Позвольте привести сначала специфический, анекдотичный пример, а затем – более широкий и универсальный.
Анекдотичный: в 2011 году мы с Филом Розенталем разрабатывали сценарий сериала, основанного на моей жизни. К тому времени «Луи» выходил в эфир в течение года, мне безумно нравилось, как он развивал новое направление в структуре ситкомов и представлял личность в комическом свете. По сути дела, мне хотелось сделать свой собственный «Луи». И мы с Филом сидели и перебирали подробности моей повседневной жизни.
– А чем занимается твоя жена? – спросил Фил во время одного из наших сеансов писанины.
Я объяснил. Рассказал ему, что она начала вести блог «Дневник реальных преступлений». Что он стал для нее возможностью писать о многочисленных «висяках» и ныне расследуемых делах, за которыми она следит в Интернете. Что она пользуется данными подозреваемых с «Майспейс». Она поняла, что социальные сети – настоящая золотая жила для следователей. Старые методы запугивания, которые применялись, чтобы заставить подозреваемых разговориться, не идут ни в какое сравнение со словесным поносом, который ежедневно изливается из этих нарциссистов-социопатов на их собственных аккаунтах в «Тамблере», «Фейсбуке» и «Твиттере». Моя жена пользовалась гугл-картами и десятком других новых платформ, предлагая решения для дел, которые казались тупиковыми.
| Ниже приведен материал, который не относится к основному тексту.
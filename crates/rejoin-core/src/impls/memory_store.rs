//! InMemoryBlobStore - 開発用・テスト用の blob store
//!
//! # 学習ポイント
//! - `Arc<Mutex<HashMap>>` による共有状態（ロックを跨いで await しない）
//! - 読み込み遅延・失敗の注入（完了順序や部分失敗を再現するため）
//! - sink は `finish` まで map に触れない（書きかけの object は見えない）

use std::collections::{HashMap, HashSet};
use std::sync::Arc;
use std::time::Duration;

use async_trait::async_trait;
use bytes::Bytes;
use futures::stream;
use tokio::sync::Mutex;

use crate::ports::{BlobStore, ByteStream, ObjectSink, StoreError};

/// Default size of the pieces a read stream yields.
const READ_PIECE_SIZE: usize = 64 * 1024;

#[derive(Default)]
struct MemoryState {
    objects: HashMap<String, Bytes>,
    read_delays: HashMap<String, Duration>,
    failing_reads: HashSet<String>,
    failing_writes: HashSet<String>,
    /// Names in the order their writes were finished.
    finished_writes: Vec<String>,
    /// Names in the order their sinks were opened.
    opened_writes: Vec<String>,
}

/// InMemoryBlobStore は HashMap に object を保持する
///
/// # 使用例
/// ```ignore
/// let store = InMemoryBlobStore::new();
/// store.insert("abc.0", "foo").await;
/// store.delay_read("abc.0", Duration::from_millis(30)).await;
/// store.fail_read("abc.1").await;
/// ```
#[derive(Clone)]
pub struct InMemoryBlobStore {
    state: Arc<Mutex<MemoryState>>,
    piece_size: usize,
}

impl InMemoryBlobStore {
    pub fn new() -> Self {
        Self {
            state: Arc::new(Mutex::new(MemoryState::default())),
            piece_size: READ_PIECE_SIZE,
        }
    }

    /// Split reads into pieces of `piece_size` bytes (minimum 1).
    pub fn with_piece_size(mut self, piece_size: usize) -> Self {
        self.piece_size = piece_size.max(1);
        self
    }

    pub async fn insert(&self, name: impl Into<String>, bytes: impl Into<Bytes>) {
        let mut state = self.state.lock().await;
        state.objects.insert(name.into(), bytes.into());
    }

    pub async fn get(&self, name: &str) -> Option<Bytes> {
        self.state.lock().await.objects.get(name).cloned()
    }

    pub async fn contains(&self, name: &str) -> bool {
        self.state.lock().await.objects.contains_key(name)
    }

    /// Delay every read of `name` by `delay` before the first byte.
    pub async fn delay_read(&self, name: impl Into<String>, delay: Duration) {
        self.state.lock().await.read_delays.insert(name.into(), delay);
    }

    /// Make reads of `name` fail after opening.
    pub async fn fail_read(&self, name: impl Into<String>) {
        self.state.lock().await.failing_reads.insert(name.into());
    }

    /// Make writes to `name` fail.
    pub async fn fail_write(&self, name: impl Into<String>) {
        self.state.lock().await.failing_writes.insert(name.into());
    }

    /// Object names in the order their writes completed.
    pub async fn finished_writes(&self) -> Vec<String> {
        self.state.lock().await.finished_writes.clone()
    }

    /// Object names in the order sinks were opened.
    pub async fn opened_writes(&self) -> Vec<String> {
        self.state.lock().await.opened_writes.clone()
    }
}

impl Default for InMemoryBlobStore {
    fn default() -> Self {
        Self::new()
    }
}

#[async_trait]
impl BlobStore for InMemoryBlobStore {
    async fn open_read(&self, name: &str) -> Result<ByteStream, StoreError> {
        let (bytes, delay, failing) = {
            let state = self.state.lock().await;
            (
                state.objects.get(name).cloned(),
                state.read_delays.get(name).copied(),
                state.failing_reads.contains(name),
            )
        };

        if let Some(delay) = delay {
            tokio::time::sleep(delay).await;
        }

        if failing {
            let err = StoreError::Backend(format!("injected read failure: {name}"));
            return Ok(Box::pin(stream::once(async move { Err(err) })));
        }

        let bytes = bytes.ok_or_else(|| StoreError::NotFound(name.to_string()))?;
        let pieces: Vec<Result<Bytes, StoreError>> = if bytes.is_empty() {
            Vec::new()
        } else {
            (0..bytes.len())
                .step_by(self.piece_size)
                .map(|start| {
                    let end = (start + self.piece_size).min(bytes.len());
                    Ok(bytes.slice(start..end))
                })
                .collect()
        };
        Ok(Box::pin(stream::iter(pieces)))
    }

    async fn open_write(&self, name: &str) -> Result<Box<dyn ObjectSink>, StoreError> {
        if name.is_empty() {
            return Err(StoreError::InvalidName(name.to_string()));
        }
        let failing = {
            let mut state = self.state.lock().await;
            state.opened_writes.push(name.to_string());
            state.failing_writes.contains(name)
        };
        Ok(Box::new(MemorySink {
            name: name.to_string(),
            buffer: Vec::new(),
            failing,
            state: Arc::clone(&self.state),
        }))
    }

    fn backend_name(&self) -> &'static str {
        "memory"
    }
}

struct MemorySink {
    name: String,
    buffer: Vec<u8>,
    failing: bool,
    state: Arc<Mutex<MemoryState>>,
}

#[async_trait]
impl ObjectSink for MemorySink {
    async fn write(&mut self, data: Bytes) -> Result<(), StoreError> {
        if self.failing {
            return Err(StoreError::Backend(format!(
                "injected write failure: {}",
                self.name
            )));
        }
        self.buffer.extend_from_slice(&data);
        Ok(())
    }

    async fn finish(self: Box<Self>) -> Result<u64, StoreError> {
        let MemorySink {
            name,
            buffer,
            failing,
            state,
        } = *self;
        if failing {
            return Err(StoreError::Backend(format!(
                "injected write failure: {name}"
            )));
        }
        let len = buffer.len() as u64;
        let mut state = state.lock().await;
        state.objects.insert(name.clone(), Bytes::from(buffer));
        state.finished_writes.push(name);
        Ok(len)
    }

    async fn abort(self: Box<Self>) -> Result<(), StoreError> {
        Ok(())
    }
}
Ей особенно хорошо удавалось связывать данные какого-нибудь забытого дела десятилетней давности с вроде бы не имеющим к нему отношения «свежим» преступлением: «Видишь, как меняется его modus operandi? Неудачная попытка похищения на улице без выезда на шоссе привела к тому, что в следующий раз он сработал чисто возле самой клеверной развязки, где мог смешаться с потоком транспорта и развернуться. Он становится смелее и совершенствует навыки. Машина во всех случаях одна и та же, но он остается незамеченным потому, что штат другой, а полицейские подразделения во многих случаях не делятся между собой информацией». (Этот конкретный монолог, запомнившийся мне, был выдан однажды ночью в постели, перед ноутбуком, стоящим на наших коленях: таковы были представления Мишель о беседах на сон грядущий.)
Записи в ее блоге вызвали интерес со стороны новостных каналов кабельного телевидения, затем – программы «Дейтлайн» Эн-би-си, которая заказала ей повторные интервью с подозреваемыми по делу об убийстве, где фигурировали мормоны и «черные вдовы». Лица, представляющие интерес, упорно молчали, когда к ним обращались от имени крупного канала, но охотно разговорились, отвечая на вопросы блогера. Они просто не подозревали, что их собеседница изобрела мутантную, более экспансивную форму расследования убийств. И выложили ей все.
Выслушав меня, Фил ненадолго задумался. А потом сказал: «М-да, это шоу гораздо интереснее того, над которым мы работаем. А может, сделаем твою жену в сериале организатором вечеринок? Как тебе?»
А теперь – более универсальный пример уникальности Мишель. Мы существуем в культуре вождения пальцами по экрану, мгновенных отображений, заголовков-приманок, споров длиной 140 символов и тридцатисекундных вирусных видео. Привлечь чье-либо внимание легко, но почти невозможно его удержать.
Мишель имела дело с предметом, который требует постоянного, зачастую никак не вознаграждаемого внимания и лишь в этом случае приносит некое удовлетворение или достигает завершения. Чтобы добиться хотя бы небольших успехов, ему необходимо внимание не единственного читателя, а десятков полицейских, добытчиков информации, и гражданской журналистики.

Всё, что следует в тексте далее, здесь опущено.